Stocks rise as U.S. inflation trends lower, bond yields slide
SINGAPORE, May 10 (Reuters) – A gauge of global stock markets rose and bond yields slid on Wednesday after data showed U.S. consumer prices in April rose at a slightly slower-than-expected pace, suggesting the Federal Reserve is succeeding in taming high inflation.
The Consumer Price Index rose 0.4% after rising 0.1% in March, the Labor Department said. But in the 12 months through April, the CPI increased 4.9%, less than the 5.0% year-on-year gain in March that a Reuters poll said analysts also expected.
Futures showed the probability that the Fed will raise rates again in June slid to 6.1% from 21.9% just before the data’s release, according to CME Group’s FedWatch Tool. The odds of the Fed cutting rates later this year also increased.

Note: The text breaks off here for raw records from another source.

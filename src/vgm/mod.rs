pub mod commands;
pub mod delay;
pub mod header;
pub mod reader;
pub mod writer;

pub use commands::{Command, WriteRegister};
pub use header::VgmHeader;
pub use reader::{VgmFile, VgmReader};
pub use writer::VgmWriter;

But the economy remains strong and slowing inflation to the Fed’s 2% target will take time, said Johan Grahn, head ETF market strategist at Allianz Investment Management in Minneapolis.
“On the back of another strong jobs report in March, an unemployment rate at 3.4%, 9.5 million job openings and wage growth that continues to run hot, the Fed is likely to remain focused on their inflation-killing agenda for months ahead,” Grahn said.
“The Fed does not aim to get rate policy right just in time, they aim to get it right over time,” he said.
Shelter, a big component of CPI, came in a bit weaker, giving markets relief as some people were looking for a stronger number, said Priya Misra, head of Global Rates Strategy at TD Securities in New York.
“There’s a big caveat, it came in weaker because of hotels and not because of rents,” she said. “The market may be rejoicing here that inflation is on the way down. It is, but we just think it’s going to be a little bit sticky on the way down.”
The two-year Treasury yield, which typically moves in step with rate expectations, slid from 4.05% before the CPI news and dropped to 3.908%. Benchmark 10-year notes fell 8.1 basis points to 3.441%.
The dollar retreated on expectations the Fed will pause its interest rate hikes to curb high inflation, while crude oil futures gave up initial gains after the data’s release on concerns a rise in U.S. inventories showed weakening demand.
The dollar index eased 0.20% and equity markets rose as the CPI data suggested the Fed’s most aggressive rate hikes in four decades were yielding results.
The Nasdaq was helped by a 4.1% gain in Alphabet (GOOGL.O) as the company rolled out more artificial intelligence for its core search product in response to competition from Microsoft Corp (MSFT.O), which rose 1.7%.
Headwinds still loom for the world’s biggest economy, as detailed talks on raising the U.S. government’s $31.4 trillion debt ceiling began on Wednesday. The Treasury Department has warned a destabilizing default could come as soon as June 1.
Foreign exchange markets had been treading water while markets weighed policymakers’ rhetoric against traders’ conviction that U.S. interest rates should fall.
The European Central Bank’s key interest rate is approaching its peak but further adjustments are still necessary, ECB Governing Council member Mario Centeno said on Wednesday, adding he expected rates to start easing at some time next year.
The euro rose 0.19% to $1.0981.
China’s weak import figures for April held down Chinese and Hong Kong stocks for a second straight session, as investors fret that the market rebound from the reopening of the economy is fading into an uneven recovery.
Hong Kong’s Hang Seng dropped 1.3% and the yuan fell to a two-week trough.
An apparent crackdown on due diligence firms is roiling the sector and unnerving investors. Reuters reported CICC Capital, a unit of leading Chinese investment bank China International Capital Corp (3908.HK), stopped using consultancy Capvision.
U.S. crude futures fell 1.6% to settle at $72.56 a barrel, and Brent settled down 1.3% at $76.41 a barrel.
Gold prices slipped as the CPI data was viewed as mixed and triggered profit-taking by some investors.
U.S. gold futures settled 0.3% lower at $2,037.10 an ounce.